# How about favorite brands of food?



## mudbug (Dec 30, 1999)

I'm thinking about products from the grocery store..

Hummm....

Mrs Renfro's Green Salsa
Farmland Bacon
Pepperidge Farm
Krunchers Jalapeno Chips
BBQ Baked Lays


----------



## mezzaluna (Aug 29, 2000)

Kikkoman soy sauce
Uncle Ben's long grain rice
Land O Lakes butter 
Skippy peanut butter (chunky or smooth)
Philadelphia cream cheese
Red Gold canned tomatoes


----------



## shroomgirl (Aug 11, 2000)

OK I assume you mean mainstream grocery
Volpi's proscuitto and pancetta
Barilla pastas
Plugra (Keller's) butter or LOL
Alta Dena vanilla yogurt (like custard!!!)
Guinnes 
Manda meats out of La. they have another name here....
Fresh cut and Red Gold Tomatoes
Amy's pizza (hey I have 3 boys)


----------



## dlee (Sep 22, 2000)

Kelloges...anything...and whole milk. For after work


----------



## mudbug (Dec 30, 1999)

Mezzaluna, I am curious about your entry "Kikkoman soy sauce"

Why?


----------



## mezzaluna (Aug 29, 2000)

I just like it. Also, it's a Wisconsin product, believe it or not, made in Walworth not far from my town. This is soybean country as well as cheese country. Bottom line is, I haven't tasted many brands but like Kikkoman best. What are your thoughts?


----------



## mudbug (Dec 30, 1999)

Well, let's just say what when I moved away from home years ago, my mother told me two things. 

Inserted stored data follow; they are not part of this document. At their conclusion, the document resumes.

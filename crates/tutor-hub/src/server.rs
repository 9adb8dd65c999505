//! HTTP server wiring: state construction, router and listener.

use std::time::Duration;
use tracing::info;

use crate::{api, config::Config, shared_state::AppState};

pub async fn run_server(cfg: Config) -> anyhow::Result<()> {
    crate::telemetry::init_tracing("info");
    crate::metrics::init_metrics()?;
    cfg.print_config();

    let addr = cfg.api_addr()?;
    let request_timeout = cfg.stream_timeout();
    let state = AppState::initialize(cfg)?;

    info!("Starting HTTP server on {}", addr);
    let listener = tokio::net::TcpListener::bind(addr).await?;
    let app = build_router(state, request_timeout);

    axum::serve(listener, app).await?;

    Ok(())
}

pub fn build_router(state: AppState, request_timeout: Duration) -> axum::Router {
    use axum::{
        extract::DefaultBodyLimit,
        routing::{delete, get, post, put},
        Router,
    };
    use tower_http::{
        cors::{Any, CorsLayer},
        timeout::TimeoutLayer,
        trace::TraceLayer,
    };

    let cors = CorsLayer::new()
        .allow_origin(Any)
        .allow_methods([
            axum::http::Method::GET,
            axum::http::Method::POST,
            axum::http::Method::PUT,
            axum::http::Method::DELETE,
        ])
        .allow_headers(Any);

    Router::new()
        .route("/api/v1/meta/health", get(api::health))
        .route("/api/v1/meta/version", get(api::version))
        .route("/api/v1/pronounce", get(api::pronounce))
        .route("/api/v1/query", get(api::smart_query))
        .route("/api/v1/models", get(api::list_models))
        .route("/api/v1/models/selected", get(api::selected_models))
        .route("/api/v1/models/select", post(api::select_models))
        .route("/api/v1/conversation", post(api::create_conversation))
        .route(
            "/api/v1/conversation/:sid",
            post(api::append_turn).delete(api::end_conversation),
        )
        .route("/api/v1/conversation/:sid/stream", post(api::stream_turn))
        .route("/api/v1/conversations/archived", get(api::list_archived))
        .route("/api/v1/conversations/archived/:sid", get(api::get_archived_transcript))
        .route("/api/v1/conversations/search", get(api::search_conversations))
        .route("/api/v1/conversations/:sid", delete(api::delete_conversation))
        .route("/api/v1/math/conversations", get(api::list_math_conversations))
        .route("/api/v1/math/solve", post(api::solve_problem))
        .route(
            "/api/v1/math/solve-image",
            post(api::solve_image).layer(DefaultBodyLimit::max(api::math_api::MAX_IMAGE_BYTES)),
        )
        .route("/api/v1/math/concept", post(api::explain_concept))
        .route("/api/v1/math/question", post(api::ask_question))
        .route("/api/v1/math/concepts", get(api::list_concepts))
        .route("/api/v1/math/concepts/search", get(api::search_concepts))
        .route("/api/v1/math/domains", get(api::list_domains))
        .route("/api/v1/math/status", get(api::tutor_status))
        .route("/api/v1/config/endpoints", get(api::list_endpoints).post(api::add_endpoint))
        .route(
            "/api/v1/config/endpoints/:id",
            put(api::update_endpoint).delete(api::delete_endpoint),
        )
        .route(
            "/api/v1/config/models/:model_type",
            get(api::list_catalog_models).post(api::add_catalog_model),
        )
        .route(
            "/api/v1/config/models/:model_type/:id",
            put(api::update_catalog_model).delete(api::delete_catalog_model),
        )
        .route("/api/v1/config/defaults/:feature", get(api::get_defaults).put(api::set_defaults))
        .route("/api/v1/config/reload", post(api::reload_config))
        .route("/metrics", get(api::metrics_text))
        .layer(cors)
        .layer(TraceLayer::new_for_http())
        .layer(TimeoutLayer::new(request_timeout))
        .with_state(state)
}
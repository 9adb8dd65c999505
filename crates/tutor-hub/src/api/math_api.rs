//! Math tutor endpoints. Problem, question and concept inputs arrive as JSON
//! bodies; image uploads carry the raw image as the body.

use axum::{
    body::Bytes,
    extract::{Query, State},
    http::{header, HeaderMap},
    Json,
};
use serde::{Deserialize, Serialize};
use std::collections::BTreeMap;
use tracing::info;
use validator::Validate;

use crate::api::{track, validate_input};
use crate::error::TutorError;
use crate::math_tutor::{
    knowledge, ConceptExplanation, ConceptRequest, ConceptSearch, DomainList, ImageProblem, MathConversation,
    MathProblem, QuestionAnswer, QuestionRequest, SolvedProblem, TutorStatus,
};
use crate::metrics;
use crate::shared_state::AppState;

/// Largest accepted image upload.
pub const MAX_IMAGE_BYTES: usize = 10 * 1024 * 1024;

#[derive(Debug, Deserialize, Validate)]
pub struct ConceptSearchParams {
    #[validate(length(min = 1, max = 100))]
    pub keyword: String,
}

#[derive(Debug, Serialize)]
pub struct ConceptsResponse {
    pub concepts: BTreeMap<&'static str, Vec<String>>,
}

/// GET /api/v1/math/conversations
pub async fn list_math_conversations(
    State(state): State<AppState>,
) -> Result<Json<Vec<MathConversation>>, TutorError> {
    track("GET /api/v1/math/conversations", state.math.list_conversations().await).map(Json)
}

/// POST /api/v1/math/solve
pub async fn solve_problem(
    State(state): State<AppState>,
    Json(problem): Json<MathProblem>,
) -> Result<Json<SolvedProblem>, TutorError> {
    info!("Solving math problem (session: {:?})", problem.session_id);
    track("POST /api/v1/math/solve", state.math.solve(problem).await).map(Json)
}

/// POST /api/v1/math/solve-image
pub async fn solve_image(
    State(state): State<AppState>,
    Query(params): Query<ImageProblem>,
    headers: HeaderMap,
    image: Bytes,
) -> Result<Json<SolvedProblem>, TutorError> {
    let content_type = headers
        .get(header::CONTENT_TYPE)
        .and_then(|value| value.to_str().ok())
        .unwrap_or_default();
    info!("Solving math image ({} bytes, {})", image.len(), content_type);
    let result = state.math.solve_image(&image, content_type, params).await;
    track("POST /api/v1/math/solve-image", result).map(Json)
}

/// POST /api/v1/math/concept
pub async fn explain_concept(
    State(state): State<AppState>,
    Json(request): Json<ConceptRequest>,
) -> Result<Json<ConceptExplanation>, TutorError> {
    track("POST /api/v1/math/concept", state.math.concept(request).await).map(Json)
}

/// POST /api/v1/math/question
pub async fn ask_question(
    State(state): State<AppState>,
    Json(request): Json<QuestionRequest>,
) -> Result<Json<QuestionAnswer>, TutorError> {
    info!("Follow-up question for math session {}", request.session_id);
    track("POST /api/v1/math/question", state.math.question(request).await).map(Json)
}

/// GET /api/v1/math/concepts
pub async fn list_concepts() -> Json<ConceptsResponse> {
    metrics::inc_request("GET /api/v1/math/concepts", "200");
    Json(ConceptsResponse { concepts: knowledge::available_concepts() })
}

/// GET /api/v1/math/concepts/search
pub async fn search_concepts(
    State(state): State<AppState>,
    Query(params): Query<ConceptSearchParams>,
) -> Result<Json<ConceptSearch>, TutorError> {
    let result = validate_input(&params).and_then(|()| state.math.search_concepts(&params.keyword));
    track("GET /api/v1/math/concepts/search", result).map(Json)
}

/// GET /api/v1/math/domains
pub async fn list_domains() -> Json<DomainList> {
    metrics::inc_request("GET /api/v1/math/domains", "200");
    Json(DomainList::all())
}

/// GET /api/v1/math/status
pub async fn tutor_status(State(state): State<AppState>) -> Result<Json<TutorStatus>, TutorError> {
    track("GET /api/v1/math/status", state.math.status().await).map(Json)
}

1. Instructions on how to use a rice cooker.

2. "Never use Kikkoman."

But hey, you should support your local soy sauce!

There is a particular brand you can find in asian groceries that she used and that I use. If you're interested, I'll let you know.


----------



## katherine (Aug 12, 2000)

Usually the less well known brands of soy sauce have more flavor. All the big US brands are made using more wheat and less soy, which is where the flavor comes from. If you can find one in the natural foods section labeled either "shoyu" or "tamari" they will be higher in quality than mass-produced varieties. Any brand imported from Japan that has bilingual labeling is probably higher in quality, too.


----------



## chef david simpson (Sep 25, 2000)

California Cheese!!!!!!!!! I love cheese, all kinds of cheese. 
I made some alba truffle cheese once, about three pounds.


----------



## mezzaluna (Aug 29, 2000)

Oh, yeah- Penzey's! I live about 12 minutes from their store. Am I lucky, or what? Their Dalmatian sage is out of this world. I have a bone to pick with their herbes de Provence, though. They add lavendar, and I'm not fond of that in my HDP mix. The stuff I've bought in France (which is now long gone) didn't contain lavendar, so I wonder why it's in there.


----------



## mudbug (Dec 30, 1999)

Herbes de Provence is a blend of dried herbs typical of the Provence region of France which is why recipes for it vary so widely. 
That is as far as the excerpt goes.